I make now secret of the gastric bypass surgery I had a year ago, or how that has altered my life. It’s weird really what changes and what doesn’t. I mean, I still love food, and would love to eat all of the food all of the time, but the difference is that I no long am physically capable of eating all the food.
I love buying clothes now, something I have always dreaded, and exercise is, by and large, enjoyable when I’m not dealing with other chronic issues. Now that my day job has moved offices, we’re around the corner from a Planet Fitness so I can hit the gym at least a few times per week, which is great. All my other gym options are things I have to get in my car to get to…which is okay, if you’re the kind of person who will do that when they get home from a long day at work. I am not that kind of person.

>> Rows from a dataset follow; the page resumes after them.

//! Error types for the core library.
//!
//! Parsing, classification and rendering never fail. Errors only come from
//! loading settings and from the plan store.

use thiserror::Error;

/// Result type for core operations
pub type Result<T> = std::result::Result<T, CoreError>;

/// Errors raised by settings loading and the plan store
#[derive(Error, Debug)]
pub enum CoreError {
    /// No plan with this id exists
    #[error("Lesson plan not found: {id}")]
    PlanNotFound { id: String },

    /// A plan record could not be decoded
    #[error("Invalid plan record: {reason}")]
    InvalidRecord { reason: String },

    /// Wizard input failed validation
    #[error("Invalid lesson plan request: {0}")]
    InvalidRequest(#[from] mission_ast::InvalidRequest),

    /// Direction string is not one of the four known values
    #[error(transparent)]
    UnknownDirection(#[from] mission_ast::UnknownDirection),

    /// JSON decoding error
    #[error("JSON error: {0}")]
    JsonError(#[from] serde_json::Error),

    /// TOML parsing error
    #[error("TOML parsing error: {0}")]
    TomlError(#[from] toml::de::Error),

    /// I/O error
    #[error("I/O error: {0}")]
    IoError(#[from] std::io::Error),
}

impl CoreError {
    /// Create a plan not found error
    pub fn plan_not_found(id: impl Into<String>) -> Self {
        Self::PlanNotFound { id: id.into() }
    }

    /// Create an invalid record error
    pub fn invalid_record(reason: impl Into<String>) -> Self {
        Self::InvalidRecord {
            reason: reason.into(),
        }
    }

    /// Check whether this error reports a missing plan
    pub fn is_not_found(&self) -> bool {
        matches!(self, Self::PlanNotFound { .. })
    }
}

#[cfg(test)]
mod tests {
    use super::*;

    #[test]
    fn test_error_display() {
        let err = CoreError::plan_not_found("k57abc");
        assert!(err.to_string().contains("k57abc"));
        assert!(err.is_not_found());

        let err = CoreError::invalid_record("missing title");
        assert!(!err.is_not_found());
        assert!(err.to_string().contains("missing title"));
    }

    #[test]
    fn test_invalid_request_converts() {
        let err: CoreError = mission_ast::NewLessonPlan::default()
            .validate()
            .unwrap_err()
            .into();
        assert!(matches!(err, CoreError::InvalidRequest(_)));
        assert!(err.to_string().contains("'title'"));
    }

    #[test]
    fn test_unknown_direction_converts() {
        let err: CoreError = "sideways"
            .parse::<mission_ast::Direction>()
            .unwrap_err()
            .into();
        assert!(err.to_string().contains("sideways"));
    }
}
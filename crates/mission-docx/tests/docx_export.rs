//! DOCX export tests: package shape, paragraph sequence, template injection

use chrono::{TimeZone, Utc};
use mission_ast::{LineKind, PlanMeta};
use mission_core::{parse_sections, render_sections, Emitted, KindRecorder, Palette, StyleTable};
use mission_docx::archive::{CONTENT_TYPES_PART, DOCUMENT_PART, DOCUMENT_RELS_PART};
use mission_docx::parts::{CORE_PART, NUMBERING_PART, STYLES_PART};
use mission_docx::test_utils::{
    create_minimal_template, create_template_with_styles, extract_file,
};
use mission_docx::{read_paragraphs, DocxError, DocxWriter, PackageArchive, Relationships};

const PLAN: &str = "# Science Plan\n\
## Learning Objectives\n\
- Explain **erosion**\n\
- Use `sand` trays\n\
\n\
Students will observe change.\n\
## Materials Needed\n\
- Sand\n\
2. Trays\n\
## Lesson Outline\n\
**5 min**: Warm-up\n\
10-15 minutes: Demo with `water`\n\
3. Reflect\n\
## Homework\n\
\n";

fn style_for(emitted: Emitted) -> &'static str {
    match emitted {
        Emitted::Placeholder => "PlanPlaceholder",
        Emitted::Line(LineKind::Blank) => "PlanSpacer",
        Emitted::Line(LineKind::Bullet) => "PlanBullet",
        Emitted::Line(LineKind::Numbered) => "PlanNumbered",
        Emitted::Line(LineKind::Timeline) => "PlanTimeline",
        Emitted::Line(LineKind::Text) => "PlanBody",
    }
}

fn generate(plan: &str) -> Vec<u8> {
    let styles = StyleTable::default();
    let palette = Palette::default();
    DocxWriter::new(&styles, &palette)
        .generate(&parse_sections(plan))
        .unwrap()
}

#[test]
fn test_standalone_package_parts() {
    let bytes = generate(PLAN);
    let archive = PackageArchive::from_bytes(&bytes).unwrap();

    for part in [
        CONTENT_TYPES_PART,
        "_rels/.rels",
        DOCUMENT_PART,
        DOCUMENT_RELS_PART,
        STYLES_PART,
        NUMBERING_PART,
        CORE_PART,
        "docProps/app.xml",
    ] {
        assert!(archive.contains(part), "missing {}", part);
    }

    let rels = Relationships::parse(archive.get(DOCUMENT_RELS_PART).unwrap()).unwrap();
    assert!(rels.find_by_type(Relationships::TYPE_STYLES).is_some());
    assert!(rels.find_by_type(Relationships::TYPE_NUMBERING).is_some());
}

#[test]
fn test_paragraph_styles_follow_lines() {
    let sections = parse_sections(PLAN);
    let mut recorder = KindRecorder::new();
    render_sections(&sections, &mut recorder);

    let mut expected = Vec::new();
    for (_, _, kinds) in &recorder.sections {
        expected.push("PlanHeading");
        expected.extend(kinds.iter().map(|kind| style_for(*kind)));
    }

    let paragraphs = read_paragraphs(&generate(PLAN)).unwrap();
    let actual: Vec<&str> = paragraphs
        .iter()
        .map(|p| p.style.as_deref().unwrap_or(""))
        .collect();
    assert_eq!(actual, expected);
}

#[test]
fn test_paragraph_text() {
    let paragraphs = read_paragraphs(&generate(PLAN)).unwrap();
    let texts: Vec<&str> = paragraphs.iter().map(|p| p.text.as_str()).collect();

    assert_eq!(texts[0], "Learning Objectives");
    assert_eq!(texts[1], "Explain erosion");
    assert_eq!(texts[3], "");
    assert!(texts.contains(&"2. Trays"));
    assert!(texts.contains(&"5 min\tWarm-up"));
    assert!(texts.contains(&"10-15 minutes\tDemo with water"));
    assert!(texts.contains(&"3. Reflect"));
    assert_eq!(texts.last(), Some(&"—"));
}

#[test]
fn test_meta_and_core_properties() {
    let styles = StyleTable::default();
    let palette = Palette::default();
    let mut meta = PlanMeta::with_title("Erosion Lab");
    meta.grade_level = Some("5th Grade".to_string());

    let bytes = DocxWriter::new(&styles, &palette)
        .with_meta(meta)
        .with_timestamp(Utc.with_ymd_and_hms(2025, 3, 1, 9, 0, 0).unwrap())
        .generate(&parse_sections(PLAN))
        .unwrap();

    let paragraphs = read_paragraphs(&bytes).unwrap();
    assert_eq!(paragraphs[0].style.as_deref(), Some("PlanTitle"));
    assert_eq!(paragraphs[0].text, "Erosion Lab");
    assert_eq!(paragraphs[1].text, "5th Grade");

    let core = extract_file(&bytes, CORE_PART).unwrap();
    assert!(core.contains("<dc:title>Erosion Lab</dc:title>"));
    assert!(core.contains("2025-03-01T09:00:00Z"));
}

#[test]
fn test_empty_plan_is_not_an_error() {
    let paragraphs = read_paragraphs(&generate("")).unwrap();
    assert_eq!(paragraphs.len(), 1);
    assert_eq!(paragraphs[0].text, "No content");
}

#[test]
fn test_inject_into_minimal_template() {
    let styles = StyleTable::default();
    let palette = Palette::default();
    let bytes = DocxWriter::new(&styles, &palette)
        .generate_with_template(&parse_sections(PLAN), &create_minimal_template())
        .unwrap();

    let archive = PackageArchive::from_bytes(&bytes).unwrap();
    assert!(archive.contains(STYLES_PART));
    assert!(archive.contains(NUMBERING_PART));
    assert!(archive.contains(CORE_PART));

    let types = archive.get_string(CONTENT_TYPES_PART).unwrap();
    assert!(types.contains("PartName=\"/word/styles.xml\""));
    assert!(types.contains("PartName=\"/word/numbering.xml\""));
    assert!(types.contains("wordprocessingml.document.main+xml"));
    assert!(!types.contains("template.main+xml"));

    let package_rels = Relationships::parse(archive.get("_rels/.rels").unwrap()).unwrap();
    assert!(package_rels
        .find_by_type(Relationships::TYPE_CORE_PROPERTIES)
        .is_some());

    let document = archive.get_string(DOCUMENT_PART).unwrap();
    assert!(!document.contains(">Template<"));
    assert!(document.contains("Learning Objectives"));
}

#[test]
fn test_inject_keeps_template_styles() {
    let styles = StyleTable::default();
    let palette = Palette::default();
    let template = create_template_with_styles();
    let bytes = DocxWriter::new(&styles, &palette)
        .generate_with_template(&parse_sections(PLAN), &template)
        .unwrap();

    let styles_xml = extract_file(&bytes, STYLES_PART).unwrap();
    assert!(styles_xml.contains("Heading1"));
    assert!(styles_xml.contains("Corporate Body"));
    assert_eq!(styles_xml.matches("w:styleId=\"PlanBody\"").count(), 1);
    assert!(styles_xml.contains("w:styleId=\"PlanTimeline\""));

    let numbering = extract_file(&bytes, NUMBERING_PART).unwrap();
    assert!(numbering.contains("w:numId=\"1\""));
    assert!(numbering.contains("w:numId=\"90\""));

    let rels = Relationships::parse(
        PackageArchive::from_bytes(&bytes)
            .unwrap()
            .get(DOCUMENT_RELS_PART)
            .unwrap(),
    )
    .unwrap();
    assert_eq!(rels.len(), 2);
}

#[test]
fn test_template_without_document() {
    let mut archive = PackageArchive::from_bytes(&create_minimal_template()).unwrap();
    archive.remove(DOCUMENT_PART);
    let template = archive.to_bytes().unwrap();

    let styles = StyleTable::default();
    let palette = Palette::default();
    let result = DocxWriter::new(&styles, &palette).generate_with_template(&[], &template);
    assert!(matches!(result, Err(DocxError::InvalidTemplate(_))));
}

#[test]
fn test_template_not_a_zip() {
    let styles = StyleTable::default();
    let palette = Palette::default();
    let result = DocxWriter::new(&styles, &palette).generate_with_template(&[], b"not a zip");
    assert!(matches!(result, Err(DocxError::Archive(_))));
}

#[test]
fn test_control_characters_never_reach_document() {
    let bytes = generate("## Notes\nPage one\u{c}page two\n- bell \u{7} here\n");
    let document = extract_file(&bytes, DOCUMENT_PART).unwrap();

    let illegal: Vec<char> = document
        .chars()
        .filter(|c| !mission_core::xml::is_xml_char(*c))
        .collect();
    assert!(illegal.is_empty(), "illegal characters: {:?}", illegal);

    let texts: Vec<String> = read_paragraphs(&bytes)
        .unwrap()
        .into_iter()
        .map(|p| p.text)
        .collect();
    assert_eq!(texts, vec!["Notes", "Page onepage two", "bell  here"]);
}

I’m also doing some PT to fix my “wandering patella” problem, all of which means that today I am sore in new and unique places and ways.

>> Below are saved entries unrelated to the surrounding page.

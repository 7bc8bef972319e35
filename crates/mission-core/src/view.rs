//! Plan view gating
//!
//! Decides what a plan page shows before any rendering happens. "Not yet
//! loaded" and "does not exist" are different states, and only a finished
//! plan is parsed into sections.

use std::time::{Duration, Instant};

use mission_ast::{LessonPlan, PlanMeta, PlanStatus, Section};
use serde::Serialize;
use tracing::debug;

use crate::outline::parse_sections_with;

pub const LOADING_MESSAGE: &str = "Loading lesson plan...";
pub const NOT_FOUND_MESSAGE: &str = "Lesson plan not found";
pub const BACK_LINK: &str = "← Back to Lesson Planner";
pub const WAITING_MESSAGE: &str = "Generating your lesson plan";
pub const WAITING_HINT: &str =
    "This usually takes a minute or two. This page will update automatically.";
pub const ERROR_MESSAGE: &str = "Something went wrong generating this lesson plan.";
pub const ERROR_HINT: &str = "You can try creating a new one from the Lesson Planner page.";

/// Default delay before the regenerate action is offered again
pub const REGENERATE_COOLDOWN: Duration = Duration::from_secs(3);

/// Load state of a record lookup
#[derive(Debug, Clone, PartialEq, Eq)]
pub enum RecordState<T> {
    /// The lookup has not answered yet
    Loading,
    /// The lookup answered and there is no such record
    NotFound,
    Loaded(T),
}

impl<T> RecordState<T> {
    pub fn is_loading(&self) -> bool {
        matches!(self, Self::Loading)
    }
}

impl<T> From<Option<T>> for RecordState<T> {
    /// An answered lookup: `None` means not found
    fn from(value: Option<T>) -> Self {
        match value {
            Some(record) => Self::Loaded(record),
            None => Self::NotFound,
        }
    }
}

/// What the plan page shows
#[derive(Debug, Clone, PartialEq, Eq, Serialize)]
#[serde(tag = "state", rename_all = "snake_case")]
pub enum PlanView {
    Loading,
    NotFound {
        back_link: &'static str,
    },
    /// Generator has not finished
    Waiting {
        meta: PlanMeta,
        status: PlanStatus,
    },
    /// Generation failed; offer a retry
    Failed {
        meta: PlanMeta,
    },
    /// Finished; `sections` may be empty, which means "no content"
    Ready {
        meta: PlanMeta,
        sections: Vec<Section>,
    },
}

impl PlanView {
    /// Resolve the view for a lookup result
    pub fn resolve(state: &RecordState<LessonPlan>, default_title: &str) -> Self {
        let plan = match state {
            RecordState::Loading => return Self::Loading,
            RecordState::NotFound => {
                return Self::NotFound {
                    back_link: BACK_LINK,
                }
            }
            RecordState::Loaded(plan) => plan,
        };

        let meta = plan.meta();
        match plan.status {
            PlanStatus::Pending | PlanStatus::Generating => Self::Waiting {
                meta,
                status: plan.status,
            },
            PlanStatus::Error => Self::Failed { meta },
            PlanStatus::Done => {
                let raw = plan.generated_plan.as_deref().unwrap_or_default();
                let sections = parse_sections_with(raw, default_title);
                debug!(id = %plan.id, sections = sections.len(), "plan ready");
                Self::Ready { meta, sections }
            }
        }
    }

    /// Headline message for non-ready states
    pub fn message(&self) -> Option<&'static str> {
        match self {
            Self::Loading => Some(LOADING_MESSAGE),
            Self::NotFound { .. } => Some(NOT_FOUND_MESSAGE),
            Self::Waiting { .. } => Some(WAITING_MESSAGE),
            Self::Failed { .. } => Some(ERROR_MESSAGE),
            Self::Ready { .. } => None,
        }
    }

    /// Secondary hint text
    pub fn hint(&self) -> Option<&'static str> {
        match self {
            Self::Waiting { .. } => Some(WAITING_HINT),
            Self::Failed { .. } => Some(ERROR_HINT),
            _ => None,
        }
    }

    /// Whether a retry affordance is shown
    pub fn can_retry(&self) -> bool {
        matches!(self, Self::Failed { .. })
    }

    pub fn meta(&self) -> Option<&PlanMeta> {
        match self {
            Self::Waiting { meta, .. } | Self::Failed { meta } | Self::Ready { meta, .. } => {
                Some(meta)
            }
            Self::Loading | Self::NotFound { .. } => None,
        }
    }
}

/// Client-side gate for the regenerate action.
///
/// Firing the action disables it for a fixed cooldown whether or not the
/// reset succeeded.
#[derive(Debug, Clone)]
pub struct RegenerateGate {
    cooldown: Duration,
    fired_at: Option<Instant>,
}

impl Default for RegenerateGate {
    fn default() -> Self {
        Self::new(REGENERATE_COOLDOWN)
    }
}

impl RegenerateGate {
    pub fn new(cooldown: Duration) -> Self {
        Self {
            cooldown,
            fired_at: None,
        }
    }

    /// Whether the action is enabled at `now`
    pub fn is_ready(&self, now: Instant) -> bool {
        match self.fired_at {
            Some(fired) => now.saturating_duration_since(fired) >= self.cooldown,
            None => true,
        }
    }

    /// Try to fire at `now`; returns `false` while cooling down
    pub fn try_fire(&mut self, now: Instant) -> bool {
        if !self.is_ready(now) {
            return false;
        }
        self.fired_at = Some(now);
        true
    }

    /// Time left until the action is enabled again
    pub fn remaining(&self, now: Instant) -> Duration {
        self.fired_at.map_or(Duration::ZERO, |fired| {
            self.cooldown
                .saturating_sub(now.saturating_duration_since(fired))
        })
    }
}

#[cfg(test)]
mod tests {
    use super::*;
    use chrono::Utc;
    use mission_ast::NewLessonPlan;

    fn plan(status: PlanStatus, generated: Option<&str>) -> LessonPlan {
        let mut plan = LessonPlan::from_request(
            "p1",
            NewLessonPlan {
                title: "Volcanoes".to_string(),
                ..Default::default()
            },
            Utc::now(),
        );
        plan.status = status;
        plan.generated_plan = generated.map(str::to_string);
        plan
    }

    #[test]
    fn test_loading_and_not_found_differ() {
        let loading = PlanView::resolve(&RecordState::Loading, "Lesson Plan");
        let missing = PlanView::resolve(&RecordState::from(None), "Lesson Plan");
        assert_eq!(loading, PlanView::Loading);
        assert_eq!(loading.message(), Some(LOADING_MESSAGE));
        assert!(matches!(missing, PlanView::NotFound { .. }));
        assert_eq!(missing.message(), Some(NOT_FOUND_MESSAGE));
    }

    #[test]
    fn test_in_progress_waits() {
        for status in [PlanStatus::Pending, PlanStatus::Generating] {
            let view = PlanView::resolve(
                &RecordState::Loaded(plan(status, Some("## A\nx"))),
                "Lesson Plan",
            );
            assert!(matches!(view, PlanView::Waiting { .. }));
            assert_eq!(view.hint(), Some(WAITING_HINT));
        }
    }

    #[test]
    fn test_error_offers_retry() {
        let view = PlanView::resolve(
            &RecordState::Loaded(plan(PlanStatus::Error, None)),
            "Lesson Plan",
        );
        assert!(view.can_retry());
        assert_eq!(view.meta().map(|m| m.title.as_str()), Some("Volcanoes"));
    }

    #[test]
    fn test_done_parses_sections() {
        let view = PlanView::resolve(
            &RecordState::Loaded(plan(PlanStatus::Done, Some("## Intro\nHello\n"))),
            "Lesson Plan",
        );
        match view {
            PlanView::Ready { sections, .. } => {
                assert_eq!(sections, vec![Section::new("Intro", "Hello\n")]);
            }
            other => panic!("expected ready view, got {:?}", other),
        }
    }

    #[test]
    fn test_done_without_text_is_empty() {
        let view = PlanView::resolve(
            &RecordState::Loaded(plan(PlanStatus::Done, None)),
            "Lesson Plan",
        );
        assert!(matches!(view, PlanView::Ready { ref sections, .. } if sections.is_empty()));
        assert_eq!(view.message(), None);
    }

    #[test]
    fn test_regenerate_cooldown() {
        let start = Instant::now();
        let mut gate = RegenerateGate::default();
        assert!(gate.try_fire(start));
        assert!(!gate.try_fire(start + Duration::from_secs(1)));
        assert_eq!(
            gate.remaining(start + Duration::from_secs(1)),
            Duration::from_secs(2)
        );
        assert!(gate.is_ready(start + Duration::from_secs(3)));
        assert!(gate.try_fire(start + Duration::from_secs(3)));
    }

    #[test]
    fn test_view_json_tag() {
        let json = serde_json::to_value(PlanView::Loading).unwrap();
        assert_eq!(json["state"], "loading");
    }
}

But, a thing I had read about, but thought I wouldn’t have to battle, is the mental inability to process the images I see in the mirror. Kind of like when someone with an eating disorder looks in the mirror and they see a hideous fat person even though they are the furthest thing from fat, when I look in the mirror, most of the time I see that same 350 pound woman I was when this whole journey started.
Don’t get me wrong, I know on some level that it isn’t true. And, I love that 350 pound woman just as much as I love this 200 pound woman I have become. But the cognitive dissonance is an amazing phenomena. I sit here typing this little exploration of self and all I can see is my big fat belly, which is no where near as fat as it once was, and even though I’m wearing leggings that are XL instead of 5X, and a shirt that is 2X and big on me, I am dissatisfied.
I see my surgeon on the 29th, and I hope to have finally dropped under that 200 mark by then. Looking further ahead, I have an Austin trip in early August, and my hope is to be at or under 175 by then.
And believe me when I tell you, Readers, all of the psychological observations coming out of this journey and all of the sense of self, even as that self is undergoing lots of changes, will find itself woven into a story at some point. After all, writing is my therapy!